S185 Genome-centric view of metagenomes from methanogenic wastewater treatment sludge: a new opportunity to understand microbial ecology of engineered systems
Thursday, July 28, 2016: 3:30 PM
Bayside A, 4th Fl (Sheraton New Orleans)
Y. Sekiguchi*, National Institute of Advanced Industrial Science and Technology (AIST), Tsukuba, Japan
Despite the biotechnological significance of industrial-scale anaerobic wastewater treatment processes, our understanding of the microbial ecology that underpins these processes is still rudimentary because most microorganisms cannot be cultured.
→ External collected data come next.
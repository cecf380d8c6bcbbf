use crate::core::models::tracking::{DynApGridPoint, Plane, Pos};
use crate::core::status::Status;
use serde::Deserialize;
use std::io::Read;
use std::path::Path;
use thiserror::Error;

#[derive(Debug, Error)]
pub enum PointsFileError {
    #[error("CSV error for '{path}': {source}")]
    Csv { path: String, source: csv::Error },
}

impl PointsFileError {
    pub fn status(&self) -> Status {
        match self {
            PointsFileError::Csv { source, .. } => match source.kind() {
                csv::ErrorKind::Io(e) if e.kind() == std::io::ErrorKind::NotFound => {
                    Status::FileNotFound
                }
                csv::ErrorKind::Io(_) => Status::FileNotOpened,
                _ => Status::InconsistentDimensions,
            },
        }
    }
}

#[derive(Debug, Deserialize)]
struct GridRecord {
    start_element: usize,
    lost_turn: u32,
    lost_element: usize,
    lost_plane: Plane,
    rx: f64,
    px: f64,
    ry: f64,
    py: f64,
    de: f64,
    dl: f64,
    #[serde(default)]
    nux1: f64,
    #[serde(default)]
    nuy1: f64,
    #[serde(default)]
    nux2: f64,
    #[serde(default)]
    nuy2: f64,
}

impl From<GridRecord> for DynApGridPoint {
    fn from(r: GridRecord) -> Self {
        Self {
            start_element: r.start_element,
            lost_turn: r.lost_turn,
            lost_element: r.lost_element,
            lost_plane: r.lost_plane,
            p: Pos::new(r.rx, r.px, r.ry, r.py, r.de, r.dl),
            nux1: r.nux1,
            nuy1: r.nuy1,
            nux2: r.nux2,
            nuy2: r.nuy2,
        }
    }
}

fn csv_error(origin: &str) -> impl Fn(csv::Error) -> PointsFileError + '_ {
    move |source| PointsFileError::Csv {
        path: origin.to_string(),
        source,
    }
}

/// Reads phase-space points from CSV with header `rx,px,ry,py,de,dl`.
pub fn read_points(reader: impl Read, origin: &str) -> Result<Vec<Pos>, PointsFileError> {
    let mut reader = csv::ReaderBuilder::new().trim(csv::Trim::All).from_reader(reader);
    reader
        .deserialize::<Pos>()
        .map(|record| record.map_err(csv_error(origin)))
        .collect()
}

pub fn read_points_from_path(path: &Path) -> Result<Vec<Pos>, PointsFileError> {
    let origin = path.to_string_lossy();
    let file = std::fs::File::open(path).map_err(|e| PointsFileError::Csv {
        path: origin.to_string(),
        source: e.into(),
    })?;
    read_points(file, &origin)
}

/// Reads a dynamic-aperture grid from CSV.
///
/// Header: `start_element,lost_turn,lost_element,lost_plane,rx,px,ry,py,de,dl`,
/// optionally followed by `nux1,nuy1,nux2,nuy2`. Planes are `none`, `x`, `y` or `z`.
pub fn read_dynap_grid(
    reader: impl Read,
    origin: &str,
) -> Result<Vec<DynApGridPoint>, PointsFileError> {
    let mut reader = csv::ReaderBuilder::new().trim(csv::Trim::All).from_reader(reader);
    reader
        .deserialize::<GridRecord>()
        .map(|record| record.map(Into::into).map_err(csv_error(origin)))
        .collect()
}

pub fn read_dynap_grid_from_path(path: &Path) -> Result<Vec<DynApGridPoint>, PointsFileError> {
    let origin = path.to_string_lossy();
    let file = std::fs::File::open(path).map_err(|e| PointsFileError::Csv {
        path: origin.to_string(),
        source: e.into(),
    })?;
    read_dynap_grid(file, &origin)
}
#![forbid(unsafe_code)]

use thiserror::Error;

#[derive(Debug, Error)]
pub enum PmtuiError {
    #[error("please provide a {0}")]
    MissingField(&'static str),

    #[error("no task selected to save")]
    NoTaskSelected,

    #[error("task '{0}' not found")]
    TaskNotFound(String),

    #[error("note '{0}' not found")]
    NoteNotFound(String),

    #[error("invalid date '{value}': expected YYYY-MM-DD")]
    InvalidDate { value: String },

    #[error("config error: {0}")]
    Config(String),

    #[error("invalid config key '{0}'")]
    InvalidConfigKey(String),

    #[error("invalid config value for '{key}': {msg}")]
    InvalidConfigValue { key: String, msg: String },

    #[error("{0}")]
    Other(String),
}
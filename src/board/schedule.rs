#![forbid(unsafe_code)]

use std::collections::BTreeMap;

use time::{Date, Month};

use crate::board::model::Task;
use crate::error::PmtuiError;

/// How many task chips a calendar day shows before collapsing into "+N".
pub const DEFAULT_DAY_TASK_CAP: usize = 2;

/// Tasks whose deadline falls on `date`, in source collection order.
#[must_use]
pub fn tasks_on_date(tasks: &[Task], date: Date) -> Vec<&Task> {
    tasks.iter().filter(|t| t.deadline == date).collect()
}

/// Per-day render data: up to `cap` visible tasks plus an overflow count.
#[derive(Debug, Default)]
pub struct DayOverlay<'a> {
    pub visible: Vec<&'a Task>,
    pub hidden: usize,
}

#[must_use]
pub fn day_overlay(tasks: &[Task], date: Date, cap: usize) -> DayOverlay<'_> {
    let mut due = tasks_on_date(tasks, date);
    let hidden = due.len().saturating_sub(cap);
    due.truncate(cap);
    DayOverlay {
        visible: due,
        hidden,
    }
}

/// Deadline counts per day, for marking a calendar grid.
#[must_use]
pub fn marked_dates(tasks: &[Task]) -> BTreeMap<Date, usize> {
    let mut marks = BTreeMap::new();
    for task in tasks {
        *marks.entry(task.deadline).or_insert(0) += 1;
    }
    marks
}

/// A month laid out in Monday-first weeks. Leading/trailing cells outside
/// the month are `None`.
#[derive(Debug, Clone, PartialEq, Eq)]
pub struct MonthGrid {
    pub year: i32,
    pub month: Month,
    pub weeks: Vec<[Option<Date>; 7]>,
}

impl MonthGrid {
    pub fn new(year: i32, month: Month) -> Result<Self, PmtuiError> {
        let first = Date::from_calendar_date(year, month, 1).map_err(|e| {
            PmtuiError::Other(format!("invalid month {year}-{m:02}: {e}", m = month as u8))
        })?;
        let days = time::util::days_in_year_month(year, month);
        let lead = first.weekday().number_days_from_monday() as usize;

        let mut weeks = Vec::new();
        let mut week = [None; 7];
        let mut slot = lead;
        for day in 1..=days {
            // Dates within 1..=days_in_month cannot fail.
            if let Ok(date) = Date::from_calendar_date(year, month, day) {
                week[slot] = Some(date);
            }
            slot += 1;
            if slot == 7 {
                weeks.push(week);
                week = [None; 7];
                slot = 0;
            }
        }
        if slot > 0 {
            weeks.push(week);
        }
        Ok(Self { year, month, weeks })
    }
}

/// Parses `YYYY-MM` into a month, e.g. for the `calendar` command.
pub fn parse_month(value: &str) -> Result<(i32, Month), PmtuiError> {
    let invalid = || PmtuiError::Other(format!("invalid month '{value}': expected YYYY-MM"));
    let (y, m) = value.trim().split_once('-').ok_or_else(invalid)?;
    let year: i32 = y.parse().map_err(|_| invalid())?;
    let month_num: u8 = m.parse().map_err(|_| invalid())?;
    let month = Month::try_from(month_num).map_err(|_| invalid())?;
    Ok((year, month))
}
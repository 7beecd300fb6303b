#![forbid(unsafe_code)]

use std::io::Read as _;
use std::path::PathBuf;
use std::process::ExitCode;

use anyhow::Context as _;
use clap::{CommandFactory as _, Parser, Subcommand};
use serde::Serialize;

use crate::board::color::text_color_for_bg;
use crate::board::engine::{aggregate_progress, classify};
use crate::board::model::{self, Task};
use crate::board::schedule::{self, MonthGrid, day_overlay, marked_dates};
use crate::config;
use crate::output::table::{Align, Table};
use crate::tui;

#[derive(Debug, Parser)]
#[command(
    name = "pmtui",
    version,
    about = "Project task board: TUI session plus derived views over a tasks document"
)]
pub struct Cli {
    #[command(subcommand)]
    pub cmd: Option<Commands>,
}

#[derive(Debug, Subcommand)]
pub enum Commands {
    /// Open the interactive board (also the default with no subcommand)
    Board,
    Status(StatusArgs),
    Progress(ProgressArgs),
    Calendar(CalendarArgs),
    Palette(PaletteArgs),
    Config(ConfigArgs),
    Completion(CompletionArgs),
    Version,
}

/// Classify a tasks JSON document into past-due / in-progress / done.
#[derive(Debug, Parser)]
pub struct StatusArgs {
    /// Reference date (YYYY-MM-DD, default today)
    #[arg(short = 'd', long = "date")]
    pub date: Option<String>,
    /// Output in JSON format
    #[arg(long = "json")]
    pub json: bool,
    /// Output as CSV
    #[arg(long = "csv")]
    pub csv: bool,
    /// Tasks JSON file ('-' or absent reads stdin)
    pub file: Option<PathBuf>,
}

/// Aggregate progress across a tasks JSON document.
#[derive(Debug, Parser)]
pub struct ProgressArgs {
    #[arg(long = "json")]
    pub json: bool,
    pub file: Option<PathBuf>,
}

/// Day-by-day deadline overlay for one month.
#[derive(Debug, Parser)]
pub struct CalendarArgs {
    /// Month to render (YYYY-MM, default current month)
    #[arg(short = 'm', long = "month")]
    pub month: Option<String>,
    /// Task chips per day before collapsing into "+N"
    #[arg(long = "cap")]
    pub cap: Option<usize>,
    pub file: Option<PathBuf>,
}

/// Print the resolved department color registry.
#[derive(Debug, Parser)]
pub struct PaletteArgs {
    #[arg(long = "json")]
    pub json: bool,
    #[arg(long = "csv")]
    pub csv: bool,
}

#[derive(Debug, Parser)]
pub struct ConfigArgs {
    #[command(subcommand)]
    pub cmd: ConfigCmd,
}

#[derive(Debug, Subcommand)]
pub enum ConfigCmd {
    List,
    Set(ConfigSetArgs),
    Get(ConfigGetArgs),
}

#[derive(Debug, Parser)]
pub struct ConfigSetArgs {
    pub key: String,
    pub value: String,
}

#[derive(Debug, Parser)]
pub struct ConfigGetArgs {
    pub key: String,
}

#[derive(Debug, Parser)]
pub struct CompletionArgs {
    pub shell: clap_complete::Shell,
}

pub fn main() -> ExitCode {
    let cli = Cli::parse();

    match run(cli) {
        Ok(code) => code,
        Err(err) => {
            eprintln!("{err}");
            ExitCode::from(1)
        }
    }
}

fn run(cli: Cli) -> anyhow::Result<ExitCode> {
    match cli.cmd {
        None | Some(Commands::Board) => cmd_board(),
        Some(Commands::Status(args)) => cmd_status(&args),
        Some(Commands::Progress(args)) => cmd_progress(&args),
        Some(Commands::Calendar(args)) => cmd_calendar(&args),
        Some(Commands::Palette(args)) => cmd_palette(&args),
        Some(Commands::Config(args)) => match args.cmd {
            ConfigCmd::List => {
                print!("{}", config::list_resolved_toml()?);
                Ok(ExitCode::SUCCESS)
            }
            ConfigCmd::Set(set) => {
                config::set_value_string(&set.key, &set.value)?;
                println!("Set {} = {}", set.key, set.value);
                Ok(ExitCode::SUCCESS)
            }
            ConfigCmd::Get(get) => {
                let val = config::get_value_string(&get.key)?;
                match val {
                    Some(v) => {
                        println!("{v}");
                        Ok(ExitCode::SUCCESS)
                    }
                    None => anyhow::bail!(
                        "configuration key '{}' not found - use 'pmtui config list' to see available keys",
                        get.key
                    ),
                }
            }
        },
        Some(Commands::Completion(args)) => {
            let mut cmd = Cli::command();
            clap_complete::generate(args.shell, &mut cmd, "pmtui", &mut std::io::stdout());
            Ok(ExitCode::SUCCESS)
        }
        Some(Commands::Version) => {
            println!("pmtui {}", env!("CARGO_PKG_VERSION"));
            Ok(ExitCode::SUCCESS)
        }
    }
}

fn cmd_board() -> anyhow::Result<ExitCode> {
    if !tui::is_tty() {
        anyhow::bail!("the board needs a terminal; use the status/calendar subcommands in scripts");
    }
    let cfg = config::load()?;
    tui::app::run(cfg)?;
    Ok(ExitCode::SUCCESS)
}

fn read_tasks(file: Option<&PathBuf>) -> anyhow::Result<Vec<Task>> {
    let raw = match file {
        Some(path) if path.as_os_str() != "-" => std::fs::read_to_string(path)
            .with_context(|| format!("failed to read {}", path.display()))?,
        _ => {
            let mut buf = String::new();
            std::io::stdin()
                .read_to_string(&mut buf)
                .context("failed to read tasks from stdin")?;
            buf
        }
    };
    let tasks: Vec<Task> =
        serde_json::from_str(&raw).context("failed to parse tasks JSON document")?;
    Ok(tasks)
}

fn reference_date(arg: Option<&str>) -> anyhow::Result<time::Date> {
    match arg {
        Some(s) => Ok(model::parse_date(s)?),
        None => Ok(model::today()),
    }
}

fn cmd_status(args: &StatusArgs) -> anyhow::Result<ExitCode> {
    let tasks = read_tasks(args.file.as_ref())?;
    let reference = reference_date(args.date.as_deref())?;
    let buckets = classify(&tasks, reference);

    if args.json {
        #[derive(Serialize)]
        #[serde(rename_all = "camelCase")]
        struct Out<'a> {
            reference: String,
            past_due: Vec<&'a Task>,
            in_progress: Vec<&'a Task>,
            done: Vec<&'a Task>,
        }
        let out = Out {
            reference: model::format_date(reference),
            past_due: buckets.past_due,
            in_progress: buckets.in_progress,
            done: buckets.done,
        };
        println!("{}", serde_json::to_string_pretty(&out)?);
        return Ok(ExitCode::SUCCESS);
    }

    let mut table = Table::new(["STATUS", "TASK", "DEPARTMENT", "DEADLINE", "PROGRESS"])
        .align(4, Align::Right);
    let mut push = |status: &str, bucket: &[&Task]| {
        for task in bucket {
            table.row([
                status.to_owned(),
                task.name.clone(),
                task.departments.first().cloned().unwrap_or_default(),
                model::format_date(task.deadline),
                format!("{}%", task.progress),
            ]);
        }
    };
    push("past due", &buckets.past_due);
    push("in progress", &buckets.in_progress);
    push("done", &buckets.done);

    if args.csv {
        table.print_csv()?;
    } else {
        table.print()?;
    }
    Ok(ExitCode::SUCCESS)
}

fn cmd_progress(args: &ProgressArgs) -> anyhow::Result<ExitCode> {
    let tasks = read_tasks(args.file.as_ref())?;
    let progress = aggregate_progress(&tasks);

    if args.json {
        println!(
            "{}",
            serde_json::json!({ "tasks": tasks.len(), "progress": progress })
        );
    } else {
        println!("{progress}%");
    }
    Ok(ExitCode::SUCCESS)
}

fn cmd_calendar(args: &CalendarArgs) -> anyhow::Result<ExitCode> {
    let tasks = read_tasks(args.file.as_ref())?;
    let (year, month) = match args.month.as_deref() {
        Some(m) => schedule::parse_month(m)?,
        None => {
            let today = model::today();
            (today.year(), today.month())
        }
    };
    let cfg = config::load()?;
    let cap = args.cap.unwrap_or(cfg.ui.day_task_cap).max(1);

    let grid = MonthGrid::new(year, month)?;
    let marks = marked_dates(&tasks);
    println!("{month} {year}");
    for week in &grid.weeks {
        for date in week.iter().flatten() {
            if !marks.contains_key(date) {
                continue;
            }
            let overlay = day_overlay(&tasks, *date, cap);
            let mut chips: Vec<String> = overlay
                .visible
                .iter()
                .map(|t| {
                    let dept = t
                        .departments
                        .first()
                        .map_or("General", String::as_str);
                    format!("{} - {dept}", t.name)
                })
                .collect();
            if overlay.hidden > 0 {
                chips.push(format!("+{}", overlay.hidden));
            }
            println!("  {}  {}", model::format_date(*date), chips.join(" | "));
        }
    }
    Ok(ExitCode::SUCCESS)
}

fn cmd_palette(args: &PaletteArgs) -> anyhow::Result<ExitCode> {
    let cfg = config::load()?;
    let palette = cfg.departments.palette();

    if args.json {
        let entries: Vec<serde_json::Value> = palette
            .departments()
            .map(|name| {
                let bg = palette.color_of(name).unwrap_or(palette.fallback());
                serde_json::json!({
                    "department": name,
                    "background": bg,
                    "text": text_color_for_bg(bg),
                })
            })
            .collect();
        println!("{}", serde_json::to_string_pretty(&entries)?);
        return Ok(ExitCode::SUCCESS);
    }

    let mut table = Table::new(["DEPARTMENT", "BACKGROUND", "TEXT"]);
    for name in palette.departments() {
        let bg = palette.color_of(name).unwrap_or(palette.fallback());
        table.row([name, bg, text_color_for_bg(bg)]);
    }
    if args.csv {
        table.print_csv()?;
    } else {
        table.print()?;
    }
    Ok(ExitCode::SUCCESS)
}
An example of such uncultured microbial populations is the filament belonging to candidate bacterial phylum KSB3, which occasionally triggers bulking of methanogenic sludge in high-rate wastewater treatment processes. The study of these uncultured bacteria will contribute to our understanding of and ability to engineer anaerobic wastewater treatment systems, but has often been hampered by an inability to obtain a pure culture despite repeated and long term isolation efforts. However, emerging culture-independent molecular techniques such as differential coverage binning of metagenomic data, which allows genome-centric metagenomics involving even low abundance population genomes, are providing new opportunities to understand such systems. In our study, draft population genomes from the majority of microbial community members in a full-scale methanogenic wastewater treatment reactor were obtained via differential coverage binning of metagenomic data. From the sludge metagenomes, 14 archaeal and 49 bacterial population genome bins were obtained with >65% completeness and <10% contamination, representing approx. 60% of the total metagenomic reads. Most of the archaeal genomes belong to methanogenic lineages, such as Methanolinea and Methanosaeta, with a few genomes from uncultured lineages. The bacterial genome bins obtained were distributed amongst a variety of phyla, including a wide range of candidate (uncultured) phyla such as KSB3, AC1, OD1, and TM6. These genomic data provide a basis for a comprehensive genome-centric view of this engineered ecosystem.